(Collected data)
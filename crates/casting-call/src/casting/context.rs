use super::domain::{UserId, UserRecord};

/// Signed-in user for one request, passed explicitly to every service call.
#[derive(Debug, Clone, PartialEq, Eq)]
pub struct SessionContext {
    user: UserRecord,
}

impl SessionContext {
    pub fn new(user: UserRecord) -> Self {
        Self { user }
    }

    pub fn user(&self) -> &UserRecord {
        &self.user
    }

    pub fn user_id(&self) -> &UserId {
        &self.user.id
    }

    pub fn is_admin(&self) -> bool {
        self.user.is_admin()
    }

    pub fn require_admin(&self) -> Result<(), AccessError> {
        if self.is_admin() {
            Ok(())
        } else {
            Err(AccessError::Forbidden {
                user: self.user.id.clone(),
            })
        }
    }
}

#[derive(Debug, thiserror::Error, PartialEq, Eq)]
pub enum AccessError {
    #[error("no signed-in user")]
    Unauthenticated,
    #[error("user '{user}' is not an administrator")]
    Forbidden { user: UserId },
}
//! Casting-call roster: talent and applicant listings, filtering, export and applications.

pub mod context;
pub mod domain;
pub mod export;
pub mod filter;
pub mod router;
pub mod service;
pub mod store;

#[cfg(test)]
mod tests;

pub use context::{AccessError, SessionContext};
pub use domain::{
    ApplicantRecord, EventId, EventRecord, Gender, UserId, UserRecord, UserRole,
};
pub use export::{
    render_export, to_delimited_string, write_delimited, CsvQuoting, ExportArtifact,
    ExportColumn, ExportError, ExportFormat, ExportSettings, Exportable, TabularDocument,
    PLACEHOLDER,
};
pub use filter::{
    filter_owned, filter_records, parse_age, AgeCriterion, FilterError, FilterQuery, FilterSpec,
    Filterable, ListingSummary,
};
pub use router::{casting_router, USER_HEADER};
pub use service::{
    ApplicantListing, ApplicationForm, CastingService, EventCard, EventDraft, RosterView,
    ServiceError, ValidationError, MAX_APPLICATION_PHOTOS,
};
pub use store::{RecordStore, StoreError};
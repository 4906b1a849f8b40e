// Copyright 2025-2026 CEMAXECUTER LLC

//! Meta block (block index 0) body codec.
//!
//! First 24 bytes are populated, little-endian; the remaining 484 bytes of
//! the body are reserved and zero-filled. The CRC32 at offset 20 covers the
//! preceding 20 bytes (IEEE reflected polynomial, as computed by crc32fast).

use byteorder::{ByteOrder, LittleEndian};
use std::time::{SystemTime, UNIX_EPOCH};

use crate::{FrameError, BODY_BYTES, DATA_BLOCKS, MAX_FEC_BLOCKS};

/// Populated span of the meta body.
pub const META_BYTES: usize = 24;
/// Span covered by the CRC.
const CRC_SPAN: usize = 20;

/// Stream parameters carried in every frame's meta block.
#[derive(Debug, Clone, Copy, PartialEq, Eq)]
pub struct MetaData {
    /// Center frequency in kHz.
    pub center_freq_khz: u32,
    /// Stream sample rate in samples/sec.
    pub sample_rate: u32,
    /// Bytes per I or Q component (1 or 2).
    pub sample_bytes: u8,
    /// Effective bits per sample (8..16).
    pub sample_bits: u8,
    /// FEC-protected data blocks per frame; always 128.
    pub data_blocks: u8,
    /// Redundancy blocks per frame (0..127).
    pub fec_blocks: u8,
    /// Unix epoch seconds at frame origination.
    pub ts_sec: u32,
    /// Microseconds within that second.
    pub ts_usec: u32,
}

impl MetaData {
    /// IQ samples carried by one 508-byte sample block.
    pub fn samples_per_block(&self) -> usize {
        BODY_BYTES / (2 * self.sample_bytes as usize)
    }

    /// IQ samples conveyed by a complete frame.
    pub fn samples_per_frame(&self) -> usize {
        crate::SAMPLE_BLOCKS * self.samples_per_block()
    }

    /// Stamp with the current wall clock.
    pub fn timestamp_now(&mut self) {
        let now = SystemTime::now()
            .duration_since(UNIX_EPOCH)
            .unwrap_or_default();
        self.ts_sec = now.as_secs() as u32;
        self.ts_usec = now.subsec_micros();
    }

    /// Serialize into a 508-byte block body.
    pub fn to_body(&self) -> Vec<u8> {
        let mut body = vec![0u8; BODY_BYTES];
        LittleEndian::write_u32(&mut body[0..4], self.center_freq_khz);
        LittleEndian::write_u32(&mut body[4..8], self.sample_rate);
        body[8] = self.sample_bytes;
        body[9] = self.sample_bits;
        body[10] = self.data_blocks;
        body[11] = self.fec_blocks;
        LittleEndian::write_u32(&mut body[12..16], self.ts_sec);
        LittleEndian::write_u32(&mut body[16..20], self.ts_usec);
        let crc = crc32fast::hash(&body[..CRC_SPAN]);
        LittleEndian::write_u32(&mut body[20..META_BYTES], crc);
        body
    }

    /// Parse and validate a meta body.
    pub fn from_body(body: &[u8]) -> Result<Self, FrameError> {
        if body.len() != BODY_BYTES {
            return Err(FrameError::BadLength(body.len()));
        }
        let crc = LittleEndian::read_u32(&body[20..META_BYTES]);
        if crc32fast::hash(&body[..CRC_SPAN]) != crc {
            return Err(FrameError::Crc);
        }
        let meta = Self {
            center_freq_khz: LittleEndian::read_u32(&body[0..4]),
            sample_rate: LittleEndian::read_u32(&body[4..8]),
            sample_bytes: body[8],
            sample_bits: body[9],
            data_blocks: body[10],
            fec_blocks: body[11],
            ts_sec: LittleEndian::read_u32(&body[12..16]),
            ts_usec: LittleEndian::read_u32(&body[16..20]),
        };
        if !matches!(meta.sample_bytes, 1 | 2)
            || meta.data_blocks as usize != DATA_BLOCKS
            || meta.fec_blocks as usize > MAX_FEC_BLOCKS
        {
            return Err(FrameError::BadMeta);
        }
        Ok(meta)
    }
}

#[cfg(test)]
mod tests {
    use super::*;

    fn sample_meta() -> MetaData {
        MetaData {
            center_freq_khz: 433_970,
            sample_rate: 48_000,
            sample_bytes: 2,
            sample_bits: 16,
            data_blocks: DATA_BLOCKS as u8,
            fec_blocks: 8,
            ts_sec: 1_700_000_000,
            ts_usec: 123_456,
        }
    }

    #[test]
    fn test_meta_roundtrip() {
        let meta = sample_meta();
        let body = meta.to_body();
        assert_eq!(body.len(), BODY_BYTES);
        // reserved region stays zero
        assert!(body[META_BYTES..].iter().all(|&b| b == 0));
        assert_eq!(MetaData::from_body(&body).unwrap(), meta);
    }

    #[test]
    fn test_meta_any_bit_flip_fails_crc() {
        let body = sample_meta().to_body();
        for byte in 0..CRC_SPAN {
            for bit in 0..8 {
                let mut corrupt = body.clone();
                corrupt[byte] ^= 1 << bit;
                assert_eq!(
                    MetaData::from_body(&corrupt),
                    Err(FrameError::Crc),
                    "flip of byte {} bit {} not detected",
                    byte,
                    bit
                );
            }
        }
    }

    #[test]
    fn test_meta_rejects_bad_sample_bytes() {
        let mut meta = sample_meta();
        meta.sample_bytes = 3;
        // CRC is valid, the parameters are not
        assert_eq!(
            MetaData::from_body(&meta.to_body()),
            Err(FrameError::BadMeta)
        );
    }

    #[test]
    fn test_samples_per_frame() {
        let mut meta = sample_meta();
        assert_eq!(meta.samples_per_block(), 127);
        assert_eq!(meta.samples_per_frame(), 127 * 127);
        meta.sample_bytes = 1;
        assert_eq!(meta.samples_per_block(), 254);
        assert_eq!(meta.samples_per_frame(), 127 * 254);
    }
}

THE TASK >>
Once the records end, copy them all again exactly.

OUTPUT BELOW >>
filename crates/casting-call/src/casting/context.rs
use super::domain::{UserId, UserRecord};

/// Signed-in user for one request, passed explicitly to every service call.
#[derive(Debug, Clone, PartialEq, Eq)]
pub struct SessionContext {
    user: UserRecord,
}

impl SessionContext {
    pub fn new(user: UserRecord) -> Self {
        Self { user }
    }

    pub fn user(&self) -> &UserRecord {
        &self.user
    }

    pub fn user_id(&self) -> &UserId {
        &self.user.id
    }

    pub fn is_admin(&self) -> bool {
        self.user.is_admin()
    }

    pub fn require_admin(&self) -> Result<(), AccessError> {
        if self.is_admin() {
            Ok(())
        } else {
            Err(AccessError::Forbidden {
                user: self.user.id.clone(),
            })
        }
    }
}

#[derive(Debug, thiserror::Error, PartialEq, Eq)]
pub enum AccessError {
    #[error("no signed-in user")]
    Unauthenticated,
    #[error("user '{user}' is not an administrator")]
    Forbidden { user: UserId },
}
//! Casting-call roster: talent and applicant listings, filtering, export and applications.

pub mod context;
pub mod domain;
pub mod export;
pub mod filter;
pub mod router;
pub mod service;
pub mod store;

#[cfg(test)]
mod tests;

pub use context::{AccessError, SessionContext};
pub use domain::{
    ApplicantRecord, EventId, EventRecord, Gender, UserId, UserRecord, UserRole,
};
pub use export::{
    render_export, to_delimited_string, write_delimited, CsvQuoting, ExportArtifact,
    ExportColumn, ExportError, ExportFormat, ExportSettings, Exportable, TabularDocument,
    PLACEHOLDER,
};
pub use filter::{
    filter_owned, filter_records, parse_age, AgeCriterion, FilterError, FilterQuery, FilterSpec,
    Filterable, ListingSummary,
};
pub use router::{casting_router, USER_HEADER};
pub use service::{
    ApplicantListing, ApplicationForm, CastingService, EventCard, EventDraft, RosterView,
    ServiceError, ValidationError, MAX_APPLICATION_PHOTOS,
};
pub use store::{RecordStore, StoreError};
repository 4906b1a849f8b40e
// Copyright 2025-2026 CEMAXECUTER LLC

//! Meta block (block index 0) body codec.
//!
//! First 24 bytes are populated, little-endian; the remaining 484 bytes of
//! the body are reserved and zero-filled. The CRC32 at offset 20 covers the
//! preceding 20 bytes (IEEE reflected polynomial, as computed by crc32fast).

use byteorder::{ByteOrder, LittleEndian};
use std::time::{SystemTime, UNIX_EPOCH};

use crate::{FrameError, BODY_BYTES, DATA_BLOCKS, MAX_FEC_BLOCKS};

/// Populated span of the meta body.
pub const META_BYTES: usize = 24;
/// Span covered by the CRC.
const CRC_SPAN: usize = 20;

/// Stream parameters carried in every frame's meta block.
#[derive(Debug, Clone, Copy, PartialEq, Eq)]
pub struct MetaData {
    /// Center frequency in kHz.
    pub center_freq_khz: u32,
    /// Stream sample rate in samples/sec.
    pub sample_rate: u32,
    /// Bytes per I or Q component (1 or 2).
    pub sample_bytes: u8,
    /// Effective bits per sample (8..16).
    pub sample_bits: u8,
    /// FEC-protected data blocks per frame; always 128.
    pub data_blocks: u8,
    /// Redundancy blocks per frame (0..127).
    pub fec_blocks: u8,
    /// Unix epoch seconds at frame origination.
    pub ts_sec: u32,
    /// Microseconds within that second.
    pub ts_usec: u32,
}

impl MetaData {
    /// IQ samples carried by one 508-byte sample block.
    pub fn samples_per_block(&self) -> usize {
        BODY_BYTES / (2 * self.sample_bytes as usize)
    }

    /// IQ samples conveyed by a complete frame.
    pub fn samples_per_frame(&self) -> usize {
        crate::SAMPLE_BLOCKS * self.samples_per_block()
    }

    /// Stamp with the current wall clock.
    pub fn timestamp_now(&mut self) {
        let now = SystemTime::now()
            .duration_since(UNIX_EPOCH)
            .unwrap_or_default();
        self.ts_sec = now.as_secs() as u32;
        self.ts_usec = now.subsec_micros();
    }

    /// Serialize into a 508-byte block body.
    pub fn to_body(&self) -> Vec<u8> {
        let mut body = vec![0u8; BODY_BYTES];
        LittleEndian::write_u32(&mut body[0..4], self.center_freq_khz);
        LittleEndian::write_u32(&mut body[4..8], self.sample_rate);
        body[8] = self.sample_bytes;
        body[9] = self.sample_bits;
        body[10] = self.data_blocks;
        body[11] = self.fec_blocks;
        LittleEndian::write_u32(&mut body[12..16], self.ts_sec);
        LittleEndian::write_u32(&mut body[16..20], self.ts_usec);
        let crc = crc32fast::hash(&body[..CRC_SPAN]);
        LittleEndian::write_u32(&mut body[20..META_BYTES], crc);
        body
    }

    /// Parse and validate a meta body.
    pub fn from_body(body: &[u8]) -> Result<Self, FrameError> {
        if body.len() != BODY_BYTES {
            return Err(FrameError::BadLength(body.len()));
        }
        let crc = LittleEndian::read_u32(&body[20..META_BYTES]);
        if crc32fast::hash(&body[..CRC_SPAN]) != crc {
            return Err(FrameError::Crc);
        }
        let meta = Self {
            center_freq_khz: LittleEndian::read_u32(&body[0..4]),
            sample_rate: LittleEndian::read_u32(&body[4..8]),
            sample_bytes: body[8],
            sample_bits: body[9],
            data_blocks: body[10],
            fec_blocks: body[11],
            ts_sec: LittleEndian::read_u32(&body[12..16]),
            ts_usec: LittleEndian::read_u32(&body[16..20]),
        };
        if !matches!(meta.sample_bytes, 1 | 2)
            || meta.data_blocks as usize != DATA_BLOCKS
            || meta.fec_blocks as usize > MAX_FEC_BLOCKS
        {
            return Err(FrameError::BadMeta);
        }
        Ok(meta)
    }
}

#[cfg(test)]
mod tests {
    use super::*;

    fn sample_meta() -> MetaData {
        MetaData {
            center_freq_khz: 433_970,
            sample_rate: 48_000,
            sample_bytes: 2,
            sample_bits: 16,
            data_blocks: DATA_BLOCKS as u8,
            fec_blocks: 8,
            ts_sec: 1_700_000_000,
            ts_usec: 123_456,
        }
    }

    #[test]
    fn test_meta_roundtrip() {
        let meta = sample_meta();
        let body = meta.to_body();
        assert_eq!(body.len(), BODY_BYTES);
        // reserved region stays zero
        assert!(body[META_BYTES..].iter().all(|&b| b == 0));
        assert_eq!(MetaData::from_body(&body).unwrap(), meta);
    }

    #[test]
    fn test_meta_any_bit_flip_fails_crc() {
        let body = sample_meta().to_body();
        for byte in 0..CRC_SPAN {
            for bit in 0..8 {
                let mut corrupt = body.clone();
                corrupt[byte] ^= 1 << bit;
                assert_eq!(
                    MetaData::from_body(&corrupt),
                    Err(FrameError::Crc),
                    "flip of byte {} bit {} not detected",
                    byte,
                    bit
                );
            }
        }
    }

    #[test]
    fn test_meta_rejects_bad_sample_bytes() {
        let mut meta = sample_meta();
        meta.sample_bytes = 3;
        // CRC is valid, the parameters are not
        assert_eq!(
            MetaData::from_body(&meta.to_body()),
            Err(FrameError::BadMeta)
        );
    }

    #[test]
    fn test_samples_per_frame() {
        let mut meta = sample_meta();
        assert_eq!(meta.samples_per_block(), 127);
        assert_eq!(meta.samples_per_frame(), 127 * 127);
        meta.sample_bytes = 1;
        assert_eq!(meta.samples_per_block(), 254);
        assert_eq!(meta.samples_per_frame(), 127 * 254);
    }
}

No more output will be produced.